In building our industry-leading unconventional natural gas and liquids resource base from 1998-2010, we integrated an aggressive and technologically advanced drilling program with an active property consolidation program at first focused on small to medium-sized corporate and property acquisitions and during the last few years leasehold acquisitions.  During the past three years, we have shifted our strategy from drilling inventory capture to drilling inventory conversion.  In doing so, we have de-emphasized acquisitions of proved properties while further emphasizing our industry-leading drilling program and converting our substantial backlog of drilling opportunities into proved developed producing reserves.
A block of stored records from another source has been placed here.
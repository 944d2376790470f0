use anchor_lang::prelude::*;
use crate::constants::*;
use crate::event::*;
use crate::state::*;
use crate::utils::validate_domain_name;

/**
 * Account context for creating a mailbox factory
 *
 * The factory pins the verifier, registry and domain every mailbox it deploys
 * is bound to. Those three values are part of each mailbox's address
 * derivation and cannot change afterwards.
 *
 * Access Control: Anyone; the signer becomes the factory authority
 */
#[event_cpi]
#[derive(Accounts)]
pub struct InitializeFactory<'info> {
    /// Factory PDA
    /// - Derived from: ["factory", authority]
    #[account(
        init,
        payer = authority,
        space = MailboxFactory::LEN,
        seeds = [FACTORY_SEED.as_bytes(), authority.key().as_ref()],
        bump
    )]
    pub factory: Account<'info, MailboxFactory>,

    pub verifier: Account<'info, VerifierConfig>,

    pub registry: Account<'info, KeyRegistry>,

    #[account(mut)]
    pub authority: Signer<'info>,

    pub system_program: Program<'info, System>,
}

pub fn handle_initialize_factory(ctx: Context<InitializeFactory>, domain: String) -> Result<()> {
    validate_domain_name(&domain)?;

    let factory = &mut ctx.accounts.factory;
    factory.bump = ctx.bumps.factory;
    factory.authority = ctx.accounts.authority.key();
    factory.verifier = ctx.accounts.verifier.key();
    factory.registry = ctx.accounts.registry.key();
    factory.deployed_count = 0;
    factory.domain = domain;

    emit_cpi!(FactoryInitialized {
        factory: factory.key(),
        verifier: factory.verifier,
        registry: factory.registry,
        domain: factory.domain.clone(),
    });

    Ok(())
}
use anchor_lang::prelude::*;
use anchor_spl::token_interface::{Mint, TokenAccount, TokenInterface};
use crate::constants::*;
use crate::error::*;
use crate::event::*;
use crate::state::*;
use crate::utils::*;

/**
 * Account context for withdrawing from an identity mailbox
 *
 * Funds may have reached the mailbox from any number of packets or senders.
 * Each withdrawal proves control of the identity with a proof whose
 * destination commitment binds the chosen destination. A proof already seen
 * on chain can be submitted again, but only moves funds to that destination.
 *
 * Access Control: Anyone holding a valid proof for the mailbox's identity
 */
#[event_cpi]
#[derive(Accounts)]
pub struct WithdrawMailbox<'info> {
    #[account(
        mut,
        seeds = [MAILBOX_SEED.as_bytes(), mailbox.factory.as_ref(), mailbox.init_code_hash.as_ref()],
        bump = mailbox.bump
    )]
    pub mailbox: Account<'info, IdentityMailbox>,

    #[account(address = mailbox.factory @ RedPacketError::ConfigMismatch)]
    pub factory: Account<'info, MailboxFactory>,

    #[account(address = mailbox.verifier @ RedPacketError::ConfigMismatch)]
    pub verifier: Account<'info, VerifierConfig>,

    /// Key record of the factory's domain
    /// CHECK: Read through RegistryAccountLookup, which validates address and owner
    pub domain_key: UncheckedAccount<'info>,

    /// Destination chosen at withdrawal time
    /// CHECK: Bound to the proof through the destination commitment
    #[account(mut)]
    pub destination: UncheckedAccount<'info>,

    /// Mailbox token account of the asset, fungible withdrawals only
    #[account(mut)]
    pub mailbox_token_account: Option<InterfaceAccount<'info, TokenAccount>>,

    /// Token account owned by the destination, fungible withdrawals only
    #[account(mut)]
    pub destination_token_account: Option<InterfaceAccount<'info, TokenAccount>>,

    pub token_mint: Option<InterfaceAccount<'info, Mint>>,

    pub caller: Signer<'info>,

    pub token_program: Option<Interface<'info, TokenInterface>>,
}

/**
 * Authorization of a mailbox withdrawal, without the value transfer
 *
 * The circuit binds only the domain key, the identity salt and the
 * destination, so a proof stays valid for later withdrawals to the same
 * destination. Reusing it can only ever pay that destination.
 */
pub fn authorize_withdrawal<R, V>(
    mailbox: &IdentityMailbox,
    signals: &PublicSignals,
    proof: &Groth16Proof,
    destination: &Pubkey,
    domain: &str,
    registry: &R,
    verifier: &V,
) -> Result<()>
where
    R: DomainKeyLookup + ?Sized,
    V: ProofVerifier + ?Sized,
{
    mailbox.ensure_withdrawable(signals)?;
    authorize(signals, proof, destination, domain, registry, verifier)
}

/**
 * Withdraws the mailbox's entire balance of one asset
 *
 * @param asset_address - Token mint, or the default key for native lamports
 * @param proof - Groth16 proof for the mailbox's identity
 * @param signals - identity_salt must equal the mailbox salt and
 *                  destination_commitment must bind `destination`
 */
pub fn handle_withdraw_mailbox(
    ctx: Context<WithdrawMailbox>,
    asset_address: Pubkey,
    proof: Groth16Proof,
    signals: PublicSignals,
) -> Result<()> {
    let mailbox = &ctx.accounts.mailbox;
    let mailbox_key = mailbox.key();
    let destination = ctx.accounts.destination.key();

    // ===== VALIDATION PHASE =====

    let registry = RegistryAccountLookup::new(mailbox.registry, ctx.accounts.domain_key.as_ref());
    authorize_withdrawal(
        mailbox,
        &signals,
        &proof,
        &destination,
        &ctx.accounts.factory.domain,
        &registry,
        &*ctx.accounts.verifier,
    )?;

    // ===== INTERACTIONS PHASE (Value Transfer) =====

    let amount = if asset_address == Pubkey::default() {
        let mailbox_info = ctx.accounts.mailbox.to_account_info();
        let amount = IdentityMailbox::withdrawal_amount(spendable_lamports(&mailbox_info)?)?;

        release_lamports(&mailbox_info, &ctx.accounts.destination.to_account_info(), amount)?;
        amount
    } else {
        let token_transfer = TokenTransfer::resolve(
            &ctx.accounts.mailbox_token_account,
            &ctx.accounts.destination_token_account,
            &ctx.accounts.token_mint,
            &ctx.accounts.token_program,
            &asset_address,
            &mailbox_key,
            &destination,
        )?;
        let amount = IdentityMailbox::withdrawal_amount(token_transfer.available)?;

        let seeds = &[
            MAILBOX_SEED.as_bytes(),
            mailbox.factory.as_ref(),
            mailbox.init_code_hash.as_ref(),
            &[mailbox.bump],
        ];
        let signer = &[&seeds[..]];

        token_transfer.transfer(mailbox.to_account_info(), amount, Some(signer))?;
        amount
    };

    emit_cpi!(MailboxWithdrawn {
        mailbox: mailbox_key,
        asset_address,
        destination,
        amount,
    });

    Ok(())
}
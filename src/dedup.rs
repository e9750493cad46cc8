//! The deduplication run: ingest, embed, cluster, select, assemble.
//!
//! Each stage consumes the previous stage's complete output. Nothing is
//! written until every stage has succeeded, so a failed run leaves any
//! existing feed file untouched.

use crate::cluster::{Clustering, Dbscan, KeepStrategy, select_representatives};
use crate::embeddings::{EmbedBatch, request_embeddings};
use crate::error::DedupError;
use crate::ingest::load_articles;
use crate::models::{Article, FeedRow};
use crate::outputs::json::{assemble_feed, write_feed};
use crate::outputs::summary::{RunSummary, log_duplicate_preview};
use std::path::Path;
use std::time::Instant;
use tracing::{info, instrument};

/// Tunables for one run.
#[derive(Debug, Clone, Copy, PartialEq)]
pub struct DedupConfig {
    /// Maximum cosine distance for two titles to count as the same story.
    pub eps: f32,
    pub keep: KeepStrategy,
    /// Titles per embedding request.
    pub batch_size: usize,
    /// Embedding requests in flight at once.
    pub concurrency: usize,
}

impl Default for DedupConfig {
    fn default() -> Self {
        Self {
            eps: 0.4,
            keep: KeepStrategy::LowestHype,
            batch_size: 512,
            concurrency: 4,
        }
    }
}

/// Feed rows and counts produced by [`deduplicate`].
#[derive(Debug, Clone, PartialEq)]
pub struct DedupOutcome {
    pub rows: Vec<FeedRow>,
    pub summary: RunSummary,
}

/// Collapse near-duplicate articles into one row per story.
#[instrument(level = "info", skip_all, fields(articles = articles.len(), eps = config.eps, keep = %config.keep))]
pub async fn deduplicate<P: EmbedBatch>(
    provider: &P,
    articles: &[Article],
    config: &DedupConfig,
) -> Result<DedupOutcome, DedupError> {
    let dbscan = Dbscan::new(config.eps)?;

    let texts: Vec<String> = articles
        .iter()
        .map(|a| a.text_for_embedding().to_string())
        .collect();
    let embeddings =
        request_embeddings(provider, &texts, config.batch_size, config.concurrency).await?;

    let t0 = Instant::now();
    let clustering = Clustering::from_labels(dbscan.fit_predict(&embeddings));
    info!(
        clusters = clustering.len(),
        elapsed_ms = t0.elapsed().as_millis() as u64,
        "Clustered articles"
    );
    log_duplicate_preview(articles, &clustering);

    let representatives = select_representatives(articles, &clustering, config.keep)?;
    let merged = representatives.iter().filter(|r| r.cluster_size > 1).count();
    info!(merged_stories = merged, strategy = %config.keep, "Selected representatives");
    let rows = assemble_feed(articles, &representatives);

    Ok(DedupOutcome {
        summary: RunSummary::new(articles.len(), rows.len(), 0),
        rows,
    })
}

/// Run the whole pipeline from `input` to `output`.
///
/// `connect` builds the embedding provider. It is only called when the table
/// holds at least one valid article, so an empty run needs no credentials.
#[instrument(level = "info", skip_all, fields(input = %input.display(), output = %output.display()))]
pub async fn run_dedup<P, F>(
    connect: F,
    input: &Path,
    output: &Path,
    config: &DedupConfig,
) -> Result<RunSummary, DedupError>
where
    P: EmbedBatch,
    F: FnOnce() -> Result<P, DedupError>,
{
    let ingested = load_articles(input).await?;
    let mut outcome = if ingested.articles.is_empty() {
        Dbscan::new(config.eps)?;
        info!("No valid articles; skipping the embedding provider");
        DedupOutcome {
            rows: Vec::new(),
            summary: RunSummary::default(),
        }
    } else {
        let provider = connect()?;
        deduplicate(&provider, &ingested.articles, config).await?
    };
    outcome.summary.dropped_rows = ingested.dropped;

    write_feed(&outcome.rows, output).await?;
    outcome.summary.log();
    Ok(outcome.summary)
}
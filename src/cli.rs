//! Command-line interface definitions for No-Hype News.
//!
//! Each pipeline stage is a subcommand. Tunables can be given as flags or
//! environment variables (a `.env` file is honoured too).

use crate::cluster::KeepStrategy;
use crate::dedup::DedupConfig;
use crate::feed::FeedFilter;
use clap::{Args, Parser, Subcommand};
use std::path::PathBuf;

/// Command-line arguments for the No-Hype News pipeline.
///
/// # Examples
///
/// ```sh
/// no_hype_news scrape
/// no_hype_news process --limit 50
/// no_hype_news dedup --eps 0.35
/// no_hype_news feed --max-hype 6 --analytics
/// ```
#[derive(Parser, Debug)]
#[command(author, version, about)]
pub struct Cli {
    #[command(subcommand)]
    pub command: Command,
}

#[derive(Subcommand, Debug)]
pub enum Command {
    /// Fetch the configured RSS/Atom feeds into news_data_YYYYMMDD.json
    Scrape(ScrapeArgs),
    /// Rewrite headlines and rate their hype with the LLM
    Process(ProcessArgs),
    /// Collapse near-duplicate stories into one row each
    Dedup(DedupArgs),
    /// Render the deduplicated feed as Markdown
    Feed(FeedArgs),
}

#[derive(Args, Debug)]
pub struct ScrapeArgs {
    /// YAML file replacing the built-in feed list
    #[arg(long, env = "FEED_LIST")]
    pub feeds: Option<PathBuf>,

    /// Directory for the news_data_YYYYMMDD.json file
    #[arg(short, long, default_value = ".")]
    pub output_dir: PathBuf,
}

#[derive(Args, Debug)]
pub struct ProcessArgs {
    /// Scraped articles to process (defaults to the newest news_data_*.json in --data-dir)
    #[arg(short, long)]
    pub input: Option<PathBuf>,

    /// Directory searched for scraped articles when --input is not given
    #[arg(long, default_value = ".")]
    pub data_dir: PathBuf,

    #[arg(short, long, default_value = "processed_news.json")]
    pub output: PathBuf,

    /// Optional path to the awful_aj config.yaml file
    #[arg(short, long)]
    pub config: Option<PathBuf>,

    /// Maximum number of articles sent to the LLM
    #[arg(long, default_value_t = 200)]
    pub limit: usize,
}

#[derive(Args, Debug)]
pub struct DedupArgs {
    #[arg(short, long, default_value = "processed_news.json")]
    pub input: PathBuf,

    #[arg(short, long, default_value = "final_feed.json")]
    pub output: PathBuf,

    /// Maximum cosine distance for two titles to count as the same story (0 to 2)
    #[arg(long, env = "DEDUP_EPS", default_value_t = 0.4)]
    pub eps: f32,

    /// Which article of a duplicate group is kept
    #[arg(long, value_enum, default_value_t = KeepStrategy::LowestHype)]
    pub keep: KeepStrategy,

    #[arg(long, env = "EMBEDDING_MODEL", default_value = "text-embedding-3-small")]
    pub embedding_model: String,

    /// Base URL of an OpenAI-compatible embeddings API
    #[arg(long, env = "OPENAI_BASE_URL", default_value = "https://api.openai.com/v1")]
    pub embedding_base_url: String,

    #[arg(long, env = "OPENAI_API_KEY", hide_env_values = true)]
    pub api_key: Option<String>,

    /// Titles per embedding request
    #[arg(long, default_value_t = 512)]
    pub embed_batch_size: usize,

    /// Embedding requests in flight at once
    #[arg(long, default_value_t = 4)]
    pub embed_concurrency: usize,

    /// Retries for a transient embedding failure
    #[arg(long, default_value_t = 5)]
    pub max_retries: usize,

    /// Per-request timeout in seconds
    #[arg(long, default_value_t = 60)]
    pub timeout_secs: u64,
}

impl DedupArgs {
    pub fn config(&self) -> DedupConfig {
        DedupConfig {
            eps: self.eps,
            keep: self.keep,
            batch_size: self.embed_batch_size,
            concurrency: self.embed_concurrency,
        }
    }
}

#[derive(Args, Debug)]
pub struct FeedArgs {
    #[arg(short, long, default_value = "final_feed.json")]
    pub input: PathBuf,

    /// Only show this category
    #[arg(long)]
    pub category: Option<String>,

    /// Only show this source domain (e.g. wired.com)
    #[arg(long)]
    pub source: Option<String>,

    /// Hide stories scoring above this
    #[arg(long, default_value_t = 10, value_parser = clap::value_parser!(u8).range(1..=10))]
    pub max_hype: u8,

    /// Append hype-by-category and worst-offender tables
    #[arg(long)]
    pub analytics: bool,

    /// Write the Markdown here instead of stdout
    #[arg(short, long)]
    pub output: Option<PathBuf>,
}

impl FeedArgs {
    pub fn filter(&self) -> FeedFilter {
        FeedFilter {
            category: self.category.clone(),
            source: self.source.clone(),
            max_hype: self.max_hype,
        }
    }
}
Due to recent low natural gas prices and positive results in the company’s liquids-rich plays, our goal is to reach a balanced mix of natural gas and liquids revenue as quickly as possible through organic drilling, rather than through acquisitions. This transition is already apparent in the mix of natural gas and oil and natural gas liquids wells we are drilling. In 2010, approximately 30% of our drilling and completion capital expenditures were allocated to liquids-rich plays, compared to 10% in 2009, and we are projecting that these expenditures will reach 75% in 2012. Our production of oil and natural gas liquids has been increasing since 2010 as we develop our new unconventional oil plays, particularly in the Granite Wash, Tonkawa, Cleveland, Mississippi Lime plays of the Anadarko Basin; the Eagle Ford Shale in South Texas; the Niobrara Shale, Frontier and Codell plays in the Powder River and DJ Basins and the Avalon, Bone Spring, Wolfcamp and Wolfberry plays of the Permian Basin; the Three Forks/Bakken in the Williston Basin; and the Utica Shale of the Appalachian Basin. The company now owns approximately 6.2 million net leasehold acres in liquids-rich plays.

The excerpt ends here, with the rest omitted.